Studying Ice Nucleation and Freezing Front Propagation with Infrared and Laser Speckle Imaging

Abstract

Clear ice formation on aircraft is a large economic and safety problem. The phenomenon, also known as ‘freezing rain’, usually occurs when subcooled rain droplets impact the aircraft while it descends from high altitude to prepare for landing. It can quickly increase the aerodynamic drag by up to 80% and reduce the lift force by 50%. Inefficient heating methods or toxic or corrosive chemicals are used to keep flying safe. In this thesis, infrared imaging (IRI) and laser speckle imaging (LSI) are used to observe freezing of water on surfaces with different material properties. A freezing front can be seen to travel through a molecular liquid layer of water (MLL) that covers all surfaces. If this freezing front has passed, impacting droplets freeze much sooner and at unusually high temperatures, which could explain the formation of clear ice on aircraft surfaces.

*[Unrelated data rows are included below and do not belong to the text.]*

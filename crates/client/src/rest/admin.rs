//! Authenticated operator client.

use domain::models::{
    Alert, AlertStatus, AuthUser, Earthquake, Evacuee, EvacueeDraft, LoginRequest, LoginResponse,
    Notification, Region, Report, ReportDraft, SafetyTip, Shelter, ShelterDraft, ShelterPatch,
    ShelterStatus, StoredRecommendation, User,
};
use shared::pagination::Paginated;
use tracing::{info, instrument, warn};
use validator::Validate;

use super::{message_field, paths, RestClient};
use crate::config::BackendConfig;
use crate::error::ClientError;
use crate::session::Session;

/// Client for the operator dashboard. Every request replays the stored
/// bearer token; a 401 expires the session.
#[derive(Debug, Clone)]
pub struct AdminClient {
    rest: RestClient,
    session: Session,
}

impl AdminClient {
    pub fn new(config: &BackendConfig, session: Session) -> Result<Self, ClientError> {
        Ok(Self {
            rest: RestClient::with_session(config, session.clone())?,
            session,
        })
    }

    pub fn session(&self) -> &Session {
        &self.session
    }

    pub fn current_user(&self) -> Result<Option<AuthUser>, ClientError> {
        self.session().user()
    }

    // ========================================================================
    // Authentication
    // ========================================================================

    /// Exchanges credentials for a token and persists both entries.
    #[instrument(skip(self, password))]
    pub async fn login(&self, username: &str, password: &str) -> Result<LoginResponse, ClientError> {
        let request = LoginRequest {
            username: username.to_string(),
            password: password.to_string(),
        };
        request.validate()?;

        let response = self.rest.post_unauthenticated(paths::LOGIN, &request).await?;
        let status = response.status();
        let body = response.text().await?;

        if !status.is_success() {
            warn!(status = status.as_u16(), "Login rejected");
            let message =
                message_field(&body, &["error"]).unwrap_or_else(|| "Login failed".to_string());
            return Err(ClientError::Login(message));
        }

        let login: LoginResponse = serde_json::from_str(&body)?;
        self.session().save(&login)?;
        info!(user_id = login.user.id, "Logged in");
        Ok(login)
    }

    /// Forgets the stored credentials. The backend is not contacted.
    pub fn logout(&self) -> Result<(), ClientError> {
        self.session().clear()
    }

    // ========================================================================
    // Shelters
    // ========================================================================

    pub async fn shelters(&self, page: u32) -> Result<Paginated<Shelter>, ClientError> {
        self.rest.get(&paths::shelters(page)).await
    }

    pub async fn shelter(&self, id: i64) -> Result<Shelter, ClientError> {
        self.rest.get(&paths::shelter(id)).await
    }

    pub async fn shelters_by_region(&self, region_id: i64) -> Result<Vec<Shelter>, ClientError> {
        self.rest.get(&paths::shelters_by_region(region_id)).await
    }

    pub async fn shelters_by_status(
        &self,
        status: ShelterStatus,
    ) -> Result<Vec<Shelter>, ClientError> {
        self.rest.get(&paths::shelters_by_status(status)).await
    }

    pub async fn create_shelter(&self, draft: &ShelterDraft) -> Result<Shelter, ClientError> {
        draft.validate()?;
        self.rest.post_json(paths::SHELTERS, draft).await
    }

    pub async fn update_shelter(&self, id: i64, patch: &ShelterPatch) -> Result<Shelter, ClientError> {
        patch.validate()?;
        self.rest.put_json(&paths::shelter(id), patch).await
    }

    pub async fn delete_shelter(&self, id: i64) -> Result<(), ClientError> {
        self.rest.delete(&paths::shelter(id)).await
    }

    // ========================================================================
    // Earthquakes and alerts
    // ========================================================================

    pub async fn earthquakes(&self, page: u32) -> Result<Paginated<Earthquake>, ClientError> {
        self.rest.get(&paths::earthquakes(page)).await
    }

    pub async fn recent_earthquakes(&self) -> Result<Vec<Earthquake>, ClientError> {
        self.rest.get(paths::EARTHQUAKES_RECENT).await
    }

    pub async fn earthquakes_by_region(
        &self,
        region_id: i64,
    ) -> Result<Vec<Earthquake>, ClientError> {
        self.rest.get(&paths::earthquakes_by_region(region_id)).await
    }

    pub async fn alerts(&self, page: u32) -> Result<Paginated<Alert>, ClientError> {
        self.rest.get(&paths::alerts(page)).await
    }

    pub async fn alerts_by_status(&self, status: AlertStatus) -> Result<Vec<Alert>, ClientError> {
        self.rest.get(&paths::alerts_by_status(status)).await
    }

    pub async fn acknowledge_alert(&self, alert_id: i64) -> Result<Alert, ClientError> {
        self.rest.post(&paths::acknowledge_alert(alert_id)).await
    }

    // ========================================================================
    // Evacuees and reports
    // ========================================================================

    pub async fn evacuees(&self, page: u32) -> Result<Paginated<Evacuee>, ClientError> {
        self.rest.get(&paths::evacuees(page)).await
    }

    pub async fn evacuees_by_shelter(&self, shelter_id: i64) -> Result<Vec<Evacuee>, ClientError> {
        self.rest.get(&paths::evacuees_by_shelter(shelter_id)).await
    }

    pub async fn create_evacuee(&self, draft: &EvacueeDraft) -> Result<Evacuee, ClientError> {
        draft.validate()?;
        self.rest.post_json(paths::EVACUEES, draft).await
    }

    pub async fn reports(&self, page: u32) -> Result<Paginated<Report>, ClientError> {
        self.rest.get(&paths::reports(page)).await
    }

    pub async fn reports_by_shelter(&self, shelter_id: i64) -> Result<Vec<Report>, ClientError> {
        self.rest.get(&paths::reports_by_shelter(shelter_id)).await
    }

    pub async fn create_report(&self, draft: &ReportDraft) -> Result<Report, ClientError> {
        draft.validate()?;
        self.rest.post_json(paths::REPORTS, draft).await
    }

    // ========================================================================
    // Safety tips and stored recommendations
    // ========================================================================

    pub async fn safety_tips(&self, page: u32) -> Result<Paginated<SafetyTip>, ClientError> {
        self.rest.get(&paths::safety_tips(page)).await
    }

    pub async fn safety_tips_by_category(
        &self,
        category: &str,
    ) -> Result<Vec<SafetyTip>, ClientError> {
        self.rest.get(&paths::safety_tips_by_category(category)).await
    }

    pub async fn ai_recommendations(
        &self,
        page: u32,
    ) -> Result<Paginated<StoredRecommendation>, ClientError> {
        self.rest.get(&paths::ai_recommendations(page)).await
    }

    pub async fn ai_recommendations_by_shelter(
        &self,
        shelter_id: i64,
    ) -> Result<Vec<StoredRecommendation>, ClientError> {
        self.rest
            .get(&paths::ai_recommendations_by_shelter(shelter_id))
            .await
    }

    // ========================================================================
    // Notifications
    // ========================================================================

    pub async fn notifications(&self, page: u32) -> Result<Paginated<Notification>, ClientError> {
        self.rest.get(&paths::notifications(page)).await
    }

    pub async fn unread_notifications(&self) -> Result<Vec<Notification>, ClientError> {
        self.rest.get(paths::NOTIFICATIONS_UNREAD).await
    }

    pub async fn mark_notification_as_read(
        &self,
        notification_id: i64,
    ) -> Result<Notification, ClientError> {
        self.rest
            .post(&paths::mark_notification_as_read(notification_id))
            .await
    }

    // ========================================================================
    // Regions and users
    // ========================================================================

    pub async fn regions(&self) -> Result<Paginated<Region>, ClientError> {
        self.rest.get(paths::REGIONS).await
    }

    pub async fn users(&self) -> Result<Paginated<User>, ClientError> {
        self.rest.get(paths::USERS).await
    }

    pub async fn user(&self, id: i64) -> Result<User, ClientError> {
        self.rest.get(&paths::user(id)).await
    }
}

In the past decade, the interest in anti-icing research has spiked. However, no systematic study has been performed to find out the origin of clear ice. Using the new insight of a freezing molecular liquid layer of water, this thesis is able to explain the origin of clear ice and runback icing. It also suggests that the ongoing conflict in literature on the anti-icing performance of superhydrophobic surfaces might be caused by the presence of the molecular layer of water.

With a systematic study, the surface temperature, contact angle and relative humidity were found to be able to delay freezing of the water layer and the contact angle was able to decrease the velocity of the freezing front. Using this insight, coating architectures and scalable production methods were used to produce hydrophilic-hydrophobic patterns for passive anti-icing coatings.